The ability of rat mammary-gland Golgi membranes to produce monosaccharide-specific pores in phospholipid vesicles was investigated. The apparent ability of Triton X-100 extracts of Golgi membranes to form such pores was re-evaluated, since we have now found that an apparent pore is produced by the detergent alone. We therefore incorporated intact Golgi membranes (1 mg of protein) into egg-yolk phospholipid vesicles by direct sonication in the absence of any detergent. These vesicles retained about 0.6% of the total sucrose, but demonstrated selective permeability towards glucose compared with sucrose, with 19.8% of the glucose being lost during gel filtration on Sepharose 4B. This phenomenon seemed to be enhanced by the presence of acidic phospholipids and lysophosphatidylcholine, but was inhibited by inclusion of cholesterol in the vesicles. The best mixture of phospholipids comprised 6.5 mg of egg-yolk phospholipid, 1 mg of phosphatidylserine and 0.05 mg of lysophosphatidylcholine, where 32.9% of the glucose was lost.
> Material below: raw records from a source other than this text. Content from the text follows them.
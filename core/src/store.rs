//! Saved-document storage.
//!
//! The whole document list is persisted as one JSON array under a single key,
//! the same shape a browser key-value store would hold. Two backends:
//!
//! - `MemoryStore`: holds the raw JSON in memory (tests, the demo binary).
//! - `RedbStore`: persistent, ACID-backed storage using `redb`, one table with
//!   one row per store key.
//!
//! A store whose JSON cannot be parsed is treated as empty: the error is
//! logged and the next save overwrites it. Storage failures themselves are
//! returned to the caller.

use std::path::{Path, PathBuf};

use serde::{Deserialize, Serialize};
use thiserror::Error;
use tracing::{debug, warn};

/// Default key the document list is stored under.
pub const STORE_KEY: &str = "khmer-typewriter-docs";

/// One saved document.
#[derive(Debug, Clone, PartialEq, Eq, Serialize, Deserialize)]
pub struct SavedDocument {
    pub id: String,
    pub title: String,
    /// Persisted fragment (placeholders always collapsed)
    pub content: String,
    /// Last save, milliseconds since the Unix epoch
    pub timestamp: i64,
}

#[derive(Debug, Error)]
pub enum StoreError {
    #[error("storage error: {0}")]
    Storage(#[from] redb::Error),
    #[error("serialization error: {0}")]
    Serialization(#[from] serde_json::Error),
    #[error("io error: {0}")]
    Io(#[from] std::io::Error),
}

/// Durable list of saved documents.
pub trait DocumentStore {
    /// Every saved document, newest first as last written.
    fn load_all(&self) -> Result<Vec<SavedDocument>, StoreError>;

    /// Replace the stored list.
    fn save_all(&mut self, documents: &[SavedDocument]) -> Result<(), StoreError>;
}

impl<S: DocumentStore + ?Sized> DocumentStore for Box<S> {
    fn load_all(&self) -> Result<Vec<SavedDocument>, StoreError> {
        (**self).load_all()
    }

    fn save_all(&mut self, documents: &[SavedDocument]) -> Result<(), StoreError> {
        (**self).save_all(documents)
    }
}

/// Parse a stored list, discarding it if it is malformed.
pub fn decode_documents(raw: &str) -> Vec<SavedDocument> {
    match serde_json::from_str(raw) {
        Ok(docs) => docs,
        Err(err) => {
            warn!(%err, "discarding malformed document store");
            Vec::new()
        }
    }
}

/// In-memory store holding the raw JSON.
#[derive(Debug, Clone, Default)]
pub struct MemoryStore {
    raw: Option<String>,
}

impl MemoryStore {
    pub fn new() -> Self {
        Self::default()
    }

    /// Start from an existing raw value (possibly malformed).
    pub fn with_raw(raw: impl Into<String>) -> Self {
        Self { raw: Some(raw.into()) }
    }

    /// The stored JSON, if anything was ever written.
    pub fn raw(&self) -> Option<&str> {
        self.raw.as_deref()
    }
}

impl DocumentStore for MemoryStore {
    fn load_all(&self) -> Result<Vec<SavedDocument>, StoreError> {
        Ok(self.raw.as_deref().map(decode_documents).unwrap_or_default())
    }

    fn save_all(&mut self, documents: &[SavedDocument]) -> Result<(), StoreError> {
        self.raw = Some(serde_json::to_string(documents)?);
        Ok(())
    }
}

/// Persistent store backed by a redb database file.
pub struct RedbStore {
    db: redb::Database,
    key: String,
    path: PathBuf,
}

impl RedbStore {
    /// Table definition: store key -> JSON document list.
    const TABLE_DEF: redb::TableDefinition<'static, &'static str, &'static str> =
        redb::TableDefinition::new("documents");

    /// Create or open a database at `path`, using the default store key.
    pub fn open<P: AsRef<Path>>(path: P) -> Result<Self, StoreError> {
        Self::open_with_key(path, STORE_KEY)
    }

    /// Create or open a database at `path`, storing the list under `key`.
    pub fn open_with_key<P: AsRef<Path>>(path: P, key: &str) -> Result<Self, StoreError> {
        if let Some(parent) = path.as_ref().parent() {
            std::fs::create_dir_all(parent)?;
        }
        let db = redb::Database::create(path.as_ref()).map_err(redb::Error::from)?;
        debug!(path = %path.as_ref().display(), key, "opened document store");
        Ok(Self {
            db,
            key: key.to_string(),
            path: path.as_ref().to_path_buf(),
        })
    }

    pub fn path(&self) -> &Path {
        &self.path
    }

    pub fn key(&self) -> &str {
        &self.key
    }

    /// Raw JSON under the store key, if present.
    pub fn read_raw(&self) -> Result<Option<String>, redb::Error> {
        let read_txn = self.db.begin_read()?;
        let table = match read_txn.open_table(Self::TABLE_DEF) {
            Ok(table) => table,
            Err(redb::TableError::TableDoesNotExist(_)) => return Ok(None),
            Err(err) => return Err(err.into()),
        };
        Ok(table.get(self.key.as_str())?.map(|v| v.value().to_string()))
    }

    /// Overwrite the raw JSON under the store key.
    pub fn write_raw(&self, raw: &str) -> Result<(), redb::Error> {
        let write_txn = self.db.begin_write()?;
        {
            let mut table = write_txn.open_table(Self::TABLE_DEF)?;
            table.insert(self.key.as_str(), raw)?;
        }
        write_txn.commit()?;
        Ok(())
    }
}

impl DocumentStore for RedbStore {
    fn load_all(&self) -> Result<Vec<SavedDocument>, StoreError> {
        Ok(self.read_raw()?.as_deref().map(decode_documents).unwrap_or_default())
    }

    fn save_all(&mut self, documents: &[SavedDocument]) -> Result<(), StoreError> {
        let raw = serde_json::to_string(documents)?;
        self.write_raw(&raw)?;
        debug!(count = documents.len(), "saved document list");
        Ok(())
    }
}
By using this optimum phospholipid mixture the pores were shown to be permeable to both glucose and mannitol, whereas sucrose and lactose were retained by the vesicles. Chaps (3- [(3-cholamidopropyl)dimethylammonio] propane-1-sulphonate)-solubilized membranes produced similar permeability in vesicles produced by dialysis of a solution of the phospholipids mixed with the membrane extract. This technique resulted in a greater loss of glucose, 33% loss requiring about 0.25 mg of protein. The pore-forming ability of both intact Golgi membranes and Chaps extracts was sensitive to boiling and proteolysis, indicating that a membrane protein was likely to be involved in pore formation.